The last few days of highly retro American foreign policy and the ensuing global market chaos has made everyone aware of trade barriers, and will make everyone fully grasp the consequences of a trade war, the same way the pandemic allowed us to re-learn the lessons of 1919 and the Spanish flu.

Background

To take our minds off the impending doom, I will instead address other barriers, ones that are more related to technology and software, but still cause real world problems for real people.

There are a number of popular websites that enumerate falsehoods programmers believe about names, addresses and even time zones. I do not have the stamina currently to produce an equivalent treatise on falsehoods people believe about residency, but I can manage to put together a bit of a moan on the subject at least.

Identity

In some countries, there are surrogate keys that can be used to identify a person. If these are ubiquitous, you come to rely on everyone having them and may require them as part of customer onboarding. Do remember that tourists exist. Or legal residents that somehow still does not have this magical number, In countries that have had reasons to become paranoid about dodgy people buying train tickets online such as Spain, they may demand an identity number. If you will be in such a situation, try to accept an alternative such as passport number.

In other countries, where there is no surrogate key – you are your address, essentially- you will instead need to consider how you handle, well tourists as well, again, but also students that may reside with their parents still. Also – make it easy to update people’s addresses as they inevitably have to move in our current neo-feudal society of landed gentry and renter class.

Residence vs Citizenship

In Europe at least it has been relatively common for people to live permanently in a country other than one of which they are a citizen. Many countries put up barriers to become a citizen to ensure that only those who care become naturalised citizens and vote on important matters. Other countries hand out citizenship in cereal boxes, like Sweden, but regardless – just because someone lives in a country and pays taxes there, does not mean they are a citizen of that country. If you ask for a “country”, please be explicit if you mean residency or nationality. Also, people do have multiple citizenships sometimes. Does this matter to you? Do you need this information? Really? There are a lot of data privacy concerns here, also please consider purpose and retention of this data.

If Her Majesty (RIP) bestowed a Settled Status upon you as an EU citizen and UK resident, you will not be eligible for a biometric residency card from the Home Office. This is still a surprise to many embassies and IT systems the world over. And no, you can’t blag one from the Home Office. The IT system or embassy will need to deal with share codes from the Settlement Scheme that prove right to live and work in Blighty. Again, pay attention.

If you are in the business of selling international travel, you may need to support edge cases. People with dual citizenship are already required to show the correct passport at the correct gate, i.e. at St Pancras they show the UK border agent their British passport and as they walk across to the French border agent they show their EU passport.

With the UK introducing ETA it becomes more complicated.
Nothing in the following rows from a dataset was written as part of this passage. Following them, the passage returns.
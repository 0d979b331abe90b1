// SPDX-License-Identifier: BUSL-1.1
// Copyright (c) 2026 Alfred Jean LLC

use super::*;
use crate::broker::SecretHandle;
use fleet_core::{AgentId, Backend, TaskSpec};

fn handles(backend: Backend) -> Vec<SecretHandle> {
    vec![
        SecretHandle::for_backend("anthropic-api-key", true, backend),
        SecretHandle::for_backend("fleet-auth-token", true, backend),
        SecretHandle::for_backend("github-token", false, backend),
    ]
}

fn params<'a>(
    id: &'a AgentId,
    task: &'a TaskSpec,
    secrets: &'a [SecretHandle],
    backend: Backend,
) -> BootParams<'a> {
    BootParams {
        agent_id: id,
        task,
        backend,
        control_plane_url: "http://10.0.0.2:7431",
        secrets,
        auth_secret: "fleet-auth-token",
    }
}

#[test]
fn generation_is_deterministic() {
    let id = AgentId::new();
    let task = TaskSpec::new("build a web app");
    let secrets = handles(Backend::Gce);
    let p = params(&id, &task, &secrets, Backend::Gce);
    assert_eq!(generate(&p), generate(&p));
}

#[test]
fn each_handle_is_read_exactly_once() {
    let id = AgentId::new();
    let task = TaskSpec::new("task");
    let secrets = handles(Backend::Gce);
    let script = generate(&params(&id, &task, &secrets, Backend::Gce));

    for key in ["anthropic-api-key", "fleet-auth-token", "github-token"] {
        let fetches = script.matches(&format!("attributes/{key}")).count();
        assert_eq!(fetches, 1, "{key} fetched {fetches} times");
    }
}

#[test]
fn kubernetes_handles_read_from_env_not_metadata() {
    let id = AgentId::new();
    let task = TaskSpec::new("task");
    let secrets = handles(Backend::Kubernetes);
    let script = generate(&params(&id, &task, &secrets, Backend::Kubernetes));

    assert!(!script.contains("metadata.google.internal"));
    assert!(script.contains("ANTHROPIC_API_KEY=\"${ANTHROPIC_API_KEY:-}\""));
}

#[test]
fn missing_required_credential_fails_before_task() {
    let id = AgentId::new();
    let task = TaskSpec::new("task");
    let secrets = handles(Backend::Gce);
    let script = generate(&params(&id, &task, &secrets, Backend::Gce));

    let guard = script.find("finish failed 'missing required credential: anthropic-api-key'");
    let running = script.find("report running");
    assert!(guard.is_some());
    assert!(guard.unwrap() < running.unwrap(), "credential check must precede running report");
    // Optional handle gets no guard.
    assert!(!script.contains("missing required credential: github-token"));
}

#[test]
fn running_heartbeat_precedes_task_body() {
    let id = AgentId::new();
    let task = TaskSpec::new("task");
    let secrets = handles(Backend::Gce);
    let script = generate(&params(&id, &task, &secrets, Backend::Gce));

    let running = script.find("report running").unwrap();
    let task_exec = script.find("timeout \"$TIMEOUT_SECS\"").unwrap();
    assert!(running < task_exec);
}

#[test]
fn terminal_report_is_sentinel_guarded() {
    let id = AgentId::new();
    let task = TaskSpec::new("task");
    let secrets = handles(Backend::Gce);
    let script = generate(&params(&id, &task, &secrets, Backend::Gce));

    assert!(script.contains("TERMINAL_REPORTED=0"));
    // Every terminal outcome goes through finish(), never report directly.
    assert!(script.contains("finish completed"));
    assert!(script.contains("finish failed \"timed out after"));
    assert!(script.contains("finish failed \"task exited with code"));
    assert_eq!(script.matches("report \"$1\"").count(), 1);
}

#[test]
fn hostile_prompt_travels_base64_only() {
    let id = AgentId::new();
    let hostile = "'; rm -rf / #\n$(curl evil)";
    let task = TaskSpec::new(hostile);
    let secrets = handles(Backend::Gce);
    let script = generate(&params(&id, &task, &secrets, Backend::Gce));

    assert!(!script.contains("rm -rf"));
    assert!(!script.contains("curl evil"));
    let b64 = B64.encode(hostile.as_bytes());
    assert!(script.contains(&b64));
}

#[test]
fn timeout_commits_checkpoint_before_reporting() {
    let id = AgentId::new();
    let task = TaskSpec::new("task");
    let secrets = handles(Backend::Gce);
    let script = generate(&params(&id, &task, &secrets, Backend::Gce));

    let commit = script.find("checkpoint: timeout budget expired").unwrap();
    let report = script.find("finish failed \"timed out after").unwrap();
    assert!(commit < report);
}

#[test]
fn gce_self_terminates_unless_keep_alive() {
    let id = AgentId::new();
    let task = TaskSpec::new("task");
    let secrets = handles(Backend::Gce);
    let script = generate(&params(&id, &task, &secrets, Backend::Gce));

    assert!(script.contains("shutdown -h now"));
    let keep_alive_gate = script.find("KEEP_ALIVE\" -eq 1").unwrap();
    let shutdown = script.find("shutdown -h now").unwrap();
    assert!(keep_alive_gate < shutdown);
}

#[test]
fn kubernetes_script_exits_instead_of_shutdown() {
    let id = AgentId::new();
    let task = TaskSpec::new("task");
    let secrets = handles(Backend::Kubernetes);
    let script = generate(&params(&id, &task, &secrets, Backend::Kubernetes));
    assert!(!script.contains("shutdown -h now"));
    assert!(script.trim_end().ends_with("exit \"$RC\""));
}

#[test]
fn codex_engine_installs_codex_cli() {
    let id = AgentId::new();
    let mut task = TaskSpec::new("task");
    task.engine = fleet_core::Engine::Codex;
    let secrets = handles(Backend::Gce);
    let script = generate(&params(&id, &task, &secrets, Backend::Gce));
    assert!(script.contains("@openai/codex"));
    assert!(!script.contains("@anthropic-ai/claude-code"));
}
The current recommendation when booking travel is to use the passport for your country of residence, as it is easier for the airline / ferry / train company to know you have right to reside in your home country, but with ETA that becomes even more important, because if a dual passport holder shows up at say a foreign airport trying to check in to a flight to the UK booked on their non-UK passport, the airline is required to demand an ETA to allow boarding. Even for EU citizens with settled status this can be a problem, but for us we can still show a share code from the Home Office, but no such route exists for a citizen.

Things really kick off when the EU introduces ETIAS, when you as a dual citizen need to prove your right both ways, i.e. you need to book your EU bound flight with your EU passport and you return journey with your UK passport. British Airways and EasyJet already support having different identity documents for each leg, but Ryanair does not. I mention it here not to promote alternatives to Ryanair, but just to warn that this is something someone writing / selling software that deals with this area will have to consider.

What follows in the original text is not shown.